The film What Happened, Miss Simone played to a packed audience at the festival’s largest venue, the Eccles Theater, concluding in a boisterous ovation for the director, Liz Garbus, and similarly emphatic applause for its underwriter, the onetime video-streaming upstart based in Los Gatos, Calif.
“This was just a perfect match,” Adam Del’Deo, head of Netflix’s original documentary programming, said in an interview prior to the debut. “It was combination of the story, of Liz Garbus directing it — really the whole package worked for us.”
Netflix is moving from streaming other people’s movies and TV serials to making its own. Earlier this week, CEO Reed Hastings said the company this year plans to triple its production of original content. Del’Deo has been leading Netflix’s recent acquisition of documentaries, including the Sundance title Mitt, about the former Republican presidential
But while Netflix has produced TV serials including House of Cards and Orange Is the New Black — and exclusively released films it acquired — it had never produced a film until Garbus and the production house RadicalMedia approached Del’Deo in the spring of 2013 with a proposal to make a documentary about Simone.
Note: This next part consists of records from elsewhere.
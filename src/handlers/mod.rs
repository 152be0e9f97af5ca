// src/handlers/mod.rs

pub mod health;
pub mod quiz;
pub mod results;
pub mod transactions;
use std::sync::Arc;

use axum::extract::FromRef;

use crate::{config::Config, upstream::Upstream};

#[derive(Clone)]
pub struct AppState {
    pub upstream: Arc<dyn Upstream>,
    pub config: Config,
}

impl FromRef<AppState> for Arc<dyn Upstream> {
    fn from_ref(state: &AppState) -> Self {
        state.upstream.clone()
    }
}

impl FromRef<AppState> for Config {
    fn from_ref(state: &AppState) -> Self {
        state.config.clone()
    }
}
“This is the first film they were ever involved with from the moment of the pitch,” Garbus said in a phone interview. “They are very aggressive with how they look at programming, and it’s great to have that kind of energy behind you.”
Netflix’s expanding presence in making films along with streaming them comes as Amazon announced plans on Monday to produce or acquire 12 films each year in a newly created unit headed by the longtime independent film producer Ted Hope, maker of films such as Eat Drink Man Woman and Crouching Tiger, Hidden Dragon. (Netflix is currently making a sequel, Crouching Tiger, Hidden Dragon: The Green Legend.)
And while the notion of Amazon and Netflix entering the film production business may strike fear into the hearts of national theater chains, Keri Putnam, Sundance’s executive director, said he welcomed the new energy and the potential of new money for independent filmmakers. Amazon made clear that it would focus on films that tackle “fresh and daring stories that deserve an audience.”
“It’s great for independent film that there’s more platforms,” Putnam said. “Amazon’s desire to make 12 movies a year is so that they have more original content, and while everyone is competing in serials, they’re now diving into low-budget narrative feature films which so far none of the digital platforms have really embraced yet.”
The battle for films has created the most dynamic market ever for documentaries, said Trevor Groth, Sundance’s director of programming. Up until recent years, Time Warner’s HBO, which acquired How to Dance in Ohio, a film about autistic youth preparing for a spring social that will debut at Sundance on Sunday, had its pick of the top documentaries.
But that has changed as Netflix and Amazon have been joined in the hunt by Vimeo, IAC Interactive’s video-sharing site; CBS Films, a unit of CBS and CNN Films; and Time Warner’s production house.
Sundance’s decision to show Garbus’ What Happened, Miss Simone as its first U.S. film of the festival reflects the acceptance of the documentary as a mainstream movie option, Groth said.
“To be blunt: it’s about damn time,” Groth said. “I could never understand how documentaries could do so well in the festival context and then struggle to get exposure outside of it. That’s changing and that’s nice to see.”
And Netflix appears eager to capitalize on it.